In the relentless quest to prove Darwin was right” another article claims to have discovered “chimpanzees appear to mourn their dead infants like humans.”
If Homo sapiens really developed over time from a lesser primate: Why then when it comes to maternal protection for the young, are gorillas and chimpanzees eons ahead of human beings?
Recently an article entitled: “A mother’s grief: The startling images which show how chimpanzees mourn their dead just like humans,” examined the similarities of how humans and chimpanzees deal with the death of a child. Yet one wonders whether chimpanzees are like humans or are human mothers like chimpanzees, because in the primate kingdom humans are the ones who are known for destroying offspring prior to birth.
In a zoo in Germany, a baby gorilla named Claudio died in mama Gana’s arms. “For hours the distraught mother gently shook and stroked the child, vainly seeking to restore movement to his lolling head and limp arms… Gana continually prodded and caressed the dead child, to no effect.” Like most gorillas, Gana “exhibit[ed] both care for the dead and sadness … keeping the body close until it begin decomposing.”
Chimpanzee mothers also “establish close physical relationships” with offspring. Chimps are so attentive to newborns no one besides the mother can “touch or hold the infant.” In fact, the young are nursed until the age human babies start kindergarten. Most striking however is that unlike some human babies, after conception pan troglodyte infants only leave the womb naturally.
Calling it “evidence” to “just how similar chimps and other great apes are to humans,” recently in Zambia, scientists filmed one chimpanzee mother grieving over the premature death of an infant. “Watching [the] chimpanzee mother “tenderly lay a dead 16-month-old baby chimp on the ground” illustrates the power of natural instinct untainted by aberrant societal norms.
The chimp carried the cadaver for a day refusing to leave the dead infant’s side. Then she milled around for another day touching the dead infant’s neck and face hoping the baby would revive. Appearing to be unable to process the loss, the grieving mother stood on a nearby grass bank and watched over the small body.
Refusing to give up, the corpse of the baby was taken for a second opinion. A group of chimpanzees checked the infant as the mother stood by hoping for a miracle. Finally, after two days, the mama chimp “abandoned the body.”
The larger story here is not how similar humans are to lesser primates, but how much human maternal behavior differs from chimpanzees. Surely, chimps have seen death before, but the mother chimp seemed stunned by the unnatural sight of a dead infant.
Contrary to pro-Darwinian opinion, chimpanzee and human DNA is quite different and it shows, especially when studying chimpanzees in an effort to reinforce the theory of evolution. Observing a grieving chimpanzee’s behavior toward dead offspring proves the purposeful destruction of progeny insults nature. Observing a non-human female primate proves a level of innate maternal instinct clearly missing in many human mothers.

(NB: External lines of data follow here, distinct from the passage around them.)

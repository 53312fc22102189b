use async_trait::async_trait;
use ulid::Ulid;

use crate::engine::EngineError;

/// Resolves the caller's identity. Engine operations take the resolved id as
/// an explicit argument; this trait is how the embedding layer obtains it.
#[async_trait]
pub trait IdentityProvider: Send + Sync {
    async fn current_user(&self) -> Result<Ulid, EngineError>;
}

/// Identity pinned at construction time. Useful for tests and for embedders
/// that authenticate out-of-band.
#[derive(Debug, Clone, Copy)]
pub struct FixedIdentity {
    user: Option<Ulid>,
}

impl FixedIdentity {
    pub fn new(user: Ulid) -> Self {
        Self { user: Some(user) }
    }

    pub fn anonymous() -> Self {
        Self { user: None }
    }
}

#[async_trait]
impl IdentityProvider for FixedIdentity {
    async fn current_user(&self) -> Result<Ulid, EngineError> {
        self.user.ok_or(EngineError::Unauthenticated)
    }
}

A mourning chimpanzee may indicate similarities with humans when a mother cares enough to mourn a child. However, the two differ greatly because unborn chimpanzees, without exception, are granted the right-to-life.
If verifying evolution is at the crux of the American Journal of Primatology’s grieving-chimpanzee report, there’s a glaring glitch. Those pushing the Homo Sapiens-are-just-like-chimps theory should ask a more pertinent question: If humans are higher on evolutionary chain than other primates, how come from conception to birth human mothers don’t behave more like chimps?